**YOUR INSTRUCTIONS**
Isolate every line in the data with the string "Role" and copy it.
--- START ---
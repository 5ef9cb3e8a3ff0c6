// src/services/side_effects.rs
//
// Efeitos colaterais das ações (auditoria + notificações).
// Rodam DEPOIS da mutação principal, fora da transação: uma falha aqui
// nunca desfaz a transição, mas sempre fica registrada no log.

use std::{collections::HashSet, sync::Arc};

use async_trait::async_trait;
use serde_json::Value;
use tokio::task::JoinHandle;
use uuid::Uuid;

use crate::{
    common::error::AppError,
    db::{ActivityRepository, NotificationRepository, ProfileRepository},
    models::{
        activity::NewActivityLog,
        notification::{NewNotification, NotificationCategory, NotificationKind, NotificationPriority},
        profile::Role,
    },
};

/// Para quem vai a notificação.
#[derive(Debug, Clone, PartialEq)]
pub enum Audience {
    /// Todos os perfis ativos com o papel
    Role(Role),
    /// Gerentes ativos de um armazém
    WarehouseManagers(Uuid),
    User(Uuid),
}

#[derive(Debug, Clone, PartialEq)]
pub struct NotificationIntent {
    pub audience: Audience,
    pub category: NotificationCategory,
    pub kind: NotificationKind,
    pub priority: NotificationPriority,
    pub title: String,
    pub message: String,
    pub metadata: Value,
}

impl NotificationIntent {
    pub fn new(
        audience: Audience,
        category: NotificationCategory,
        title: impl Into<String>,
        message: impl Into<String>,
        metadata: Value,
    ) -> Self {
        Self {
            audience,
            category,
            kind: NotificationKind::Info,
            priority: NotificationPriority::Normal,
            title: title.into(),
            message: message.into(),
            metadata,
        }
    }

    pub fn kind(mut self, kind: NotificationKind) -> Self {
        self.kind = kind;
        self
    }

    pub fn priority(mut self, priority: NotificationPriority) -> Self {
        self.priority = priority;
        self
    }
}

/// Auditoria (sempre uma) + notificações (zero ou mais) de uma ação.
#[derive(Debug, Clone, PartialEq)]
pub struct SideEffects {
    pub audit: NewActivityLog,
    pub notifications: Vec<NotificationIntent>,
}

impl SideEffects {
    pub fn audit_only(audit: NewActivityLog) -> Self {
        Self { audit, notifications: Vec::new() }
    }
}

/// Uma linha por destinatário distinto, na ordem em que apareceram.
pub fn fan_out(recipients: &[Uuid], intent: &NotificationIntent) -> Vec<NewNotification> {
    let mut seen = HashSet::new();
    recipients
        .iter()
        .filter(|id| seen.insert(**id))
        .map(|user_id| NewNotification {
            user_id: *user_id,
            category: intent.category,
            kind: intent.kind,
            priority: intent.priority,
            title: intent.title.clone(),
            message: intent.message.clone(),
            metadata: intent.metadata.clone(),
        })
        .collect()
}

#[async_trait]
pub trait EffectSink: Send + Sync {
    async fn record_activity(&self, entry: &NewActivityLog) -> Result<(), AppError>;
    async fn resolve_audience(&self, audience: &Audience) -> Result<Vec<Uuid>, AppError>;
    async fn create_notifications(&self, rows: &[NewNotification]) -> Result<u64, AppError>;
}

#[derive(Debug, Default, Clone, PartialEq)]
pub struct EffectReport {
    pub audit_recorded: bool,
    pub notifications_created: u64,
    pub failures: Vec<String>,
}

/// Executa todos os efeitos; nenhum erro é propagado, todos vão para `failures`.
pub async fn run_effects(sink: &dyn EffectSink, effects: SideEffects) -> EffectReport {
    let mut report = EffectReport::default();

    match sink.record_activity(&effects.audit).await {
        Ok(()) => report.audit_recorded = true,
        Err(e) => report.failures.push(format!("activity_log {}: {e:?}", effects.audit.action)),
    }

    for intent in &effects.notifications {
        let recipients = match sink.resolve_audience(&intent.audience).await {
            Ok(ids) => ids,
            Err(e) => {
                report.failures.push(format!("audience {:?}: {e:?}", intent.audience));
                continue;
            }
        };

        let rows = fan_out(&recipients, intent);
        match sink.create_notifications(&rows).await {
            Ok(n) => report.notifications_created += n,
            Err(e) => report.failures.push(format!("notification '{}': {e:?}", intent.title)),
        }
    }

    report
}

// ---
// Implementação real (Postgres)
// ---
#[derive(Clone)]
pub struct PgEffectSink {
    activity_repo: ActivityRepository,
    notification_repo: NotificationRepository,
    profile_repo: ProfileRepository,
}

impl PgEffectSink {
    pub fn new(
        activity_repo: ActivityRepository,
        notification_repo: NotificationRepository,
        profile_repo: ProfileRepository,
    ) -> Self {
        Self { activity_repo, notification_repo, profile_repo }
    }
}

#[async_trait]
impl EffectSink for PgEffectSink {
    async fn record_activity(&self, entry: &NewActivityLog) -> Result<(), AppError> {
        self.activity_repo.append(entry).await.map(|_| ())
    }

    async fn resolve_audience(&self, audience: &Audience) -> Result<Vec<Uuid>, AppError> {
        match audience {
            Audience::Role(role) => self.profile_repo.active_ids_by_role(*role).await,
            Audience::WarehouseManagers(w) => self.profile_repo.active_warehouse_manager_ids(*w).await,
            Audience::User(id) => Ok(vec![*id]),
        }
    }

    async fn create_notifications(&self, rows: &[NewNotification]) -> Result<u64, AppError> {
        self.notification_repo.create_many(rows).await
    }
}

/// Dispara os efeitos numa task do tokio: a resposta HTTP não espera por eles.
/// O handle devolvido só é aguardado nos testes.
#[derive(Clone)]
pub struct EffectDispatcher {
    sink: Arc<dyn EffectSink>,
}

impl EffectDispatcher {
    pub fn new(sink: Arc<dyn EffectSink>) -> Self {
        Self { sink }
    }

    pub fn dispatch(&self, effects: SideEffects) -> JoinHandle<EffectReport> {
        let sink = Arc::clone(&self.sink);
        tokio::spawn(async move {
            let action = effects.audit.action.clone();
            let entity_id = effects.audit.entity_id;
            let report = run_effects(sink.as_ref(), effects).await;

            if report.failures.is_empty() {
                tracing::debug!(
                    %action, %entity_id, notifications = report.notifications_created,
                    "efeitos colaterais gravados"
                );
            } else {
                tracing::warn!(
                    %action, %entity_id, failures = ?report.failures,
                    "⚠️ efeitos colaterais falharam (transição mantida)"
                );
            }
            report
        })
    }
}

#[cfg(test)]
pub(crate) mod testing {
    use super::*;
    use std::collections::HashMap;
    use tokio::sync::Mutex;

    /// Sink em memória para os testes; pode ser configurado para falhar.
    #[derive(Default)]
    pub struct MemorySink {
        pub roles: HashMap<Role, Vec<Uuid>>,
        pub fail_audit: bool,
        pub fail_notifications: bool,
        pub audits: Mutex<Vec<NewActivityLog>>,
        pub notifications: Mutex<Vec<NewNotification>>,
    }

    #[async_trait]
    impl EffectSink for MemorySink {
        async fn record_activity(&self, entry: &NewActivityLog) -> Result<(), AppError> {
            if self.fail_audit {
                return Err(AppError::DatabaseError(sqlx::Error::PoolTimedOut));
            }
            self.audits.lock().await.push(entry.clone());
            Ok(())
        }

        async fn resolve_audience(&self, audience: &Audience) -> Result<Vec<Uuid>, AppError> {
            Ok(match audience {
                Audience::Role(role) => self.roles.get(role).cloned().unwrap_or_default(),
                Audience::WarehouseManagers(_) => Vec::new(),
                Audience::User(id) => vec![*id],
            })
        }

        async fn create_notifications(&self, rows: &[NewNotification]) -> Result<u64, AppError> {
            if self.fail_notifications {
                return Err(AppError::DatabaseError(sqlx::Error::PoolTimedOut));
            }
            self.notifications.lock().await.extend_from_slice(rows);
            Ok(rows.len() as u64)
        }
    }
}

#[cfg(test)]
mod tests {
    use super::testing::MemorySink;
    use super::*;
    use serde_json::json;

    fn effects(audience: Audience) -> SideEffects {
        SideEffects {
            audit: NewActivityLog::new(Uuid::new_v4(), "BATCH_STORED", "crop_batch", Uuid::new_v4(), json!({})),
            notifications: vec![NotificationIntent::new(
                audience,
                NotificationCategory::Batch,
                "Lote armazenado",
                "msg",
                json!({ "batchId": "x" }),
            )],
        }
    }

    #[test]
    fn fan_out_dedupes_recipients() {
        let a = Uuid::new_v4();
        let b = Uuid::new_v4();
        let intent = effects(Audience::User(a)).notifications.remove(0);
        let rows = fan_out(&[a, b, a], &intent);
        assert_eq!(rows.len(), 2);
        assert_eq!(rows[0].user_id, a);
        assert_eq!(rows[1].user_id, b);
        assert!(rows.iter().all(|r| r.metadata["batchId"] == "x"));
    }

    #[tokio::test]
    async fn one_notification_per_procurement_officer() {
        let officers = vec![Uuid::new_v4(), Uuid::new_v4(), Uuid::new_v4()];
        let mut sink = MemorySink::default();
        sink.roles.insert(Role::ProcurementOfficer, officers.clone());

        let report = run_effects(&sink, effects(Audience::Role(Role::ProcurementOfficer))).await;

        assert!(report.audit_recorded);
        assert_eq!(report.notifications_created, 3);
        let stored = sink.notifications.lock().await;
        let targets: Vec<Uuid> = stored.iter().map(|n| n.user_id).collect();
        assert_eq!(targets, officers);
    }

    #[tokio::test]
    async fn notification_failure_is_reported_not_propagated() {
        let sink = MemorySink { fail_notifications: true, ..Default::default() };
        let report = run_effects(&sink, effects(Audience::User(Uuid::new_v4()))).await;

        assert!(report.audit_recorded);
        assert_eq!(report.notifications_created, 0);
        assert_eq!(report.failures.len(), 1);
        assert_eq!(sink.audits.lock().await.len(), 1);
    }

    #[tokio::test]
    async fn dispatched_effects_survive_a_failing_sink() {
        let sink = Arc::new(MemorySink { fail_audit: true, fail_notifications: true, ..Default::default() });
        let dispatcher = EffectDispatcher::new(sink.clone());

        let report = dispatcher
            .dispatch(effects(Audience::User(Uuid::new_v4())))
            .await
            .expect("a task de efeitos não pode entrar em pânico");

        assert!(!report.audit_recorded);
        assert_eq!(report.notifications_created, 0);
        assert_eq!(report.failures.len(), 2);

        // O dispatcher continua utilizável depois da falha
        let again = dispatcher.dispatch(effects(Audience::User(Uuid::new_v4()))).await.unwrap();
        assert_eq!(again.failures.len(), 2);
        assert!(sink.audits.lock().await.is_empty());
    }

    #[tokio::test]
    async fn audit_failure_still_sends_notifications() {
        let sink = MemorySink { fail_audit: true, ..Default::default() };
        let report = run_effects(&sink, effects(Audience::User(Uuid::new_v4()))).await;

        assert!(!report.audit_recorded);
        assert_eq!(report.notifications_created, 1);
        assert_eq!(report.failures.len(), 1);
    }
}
--- END ---
**RESULT OF THE TASK**
        profile::Role,
    Role(Role),
            Audience::Role(role) => self.profile_repo.active_ids_by_role(*role).await,
        pub roles: HashMap<Role, Vec<Uuid>>,
                Audience::Role(role) => self.roles.get(role).cloned().unwrap_or_default(),
        sink.roles.insert(Role::ProcurementOfficer, officers.clone());
        let report = run_effects(&sink, effects(Audience::Role(Role::ProcurementOfficer))).await;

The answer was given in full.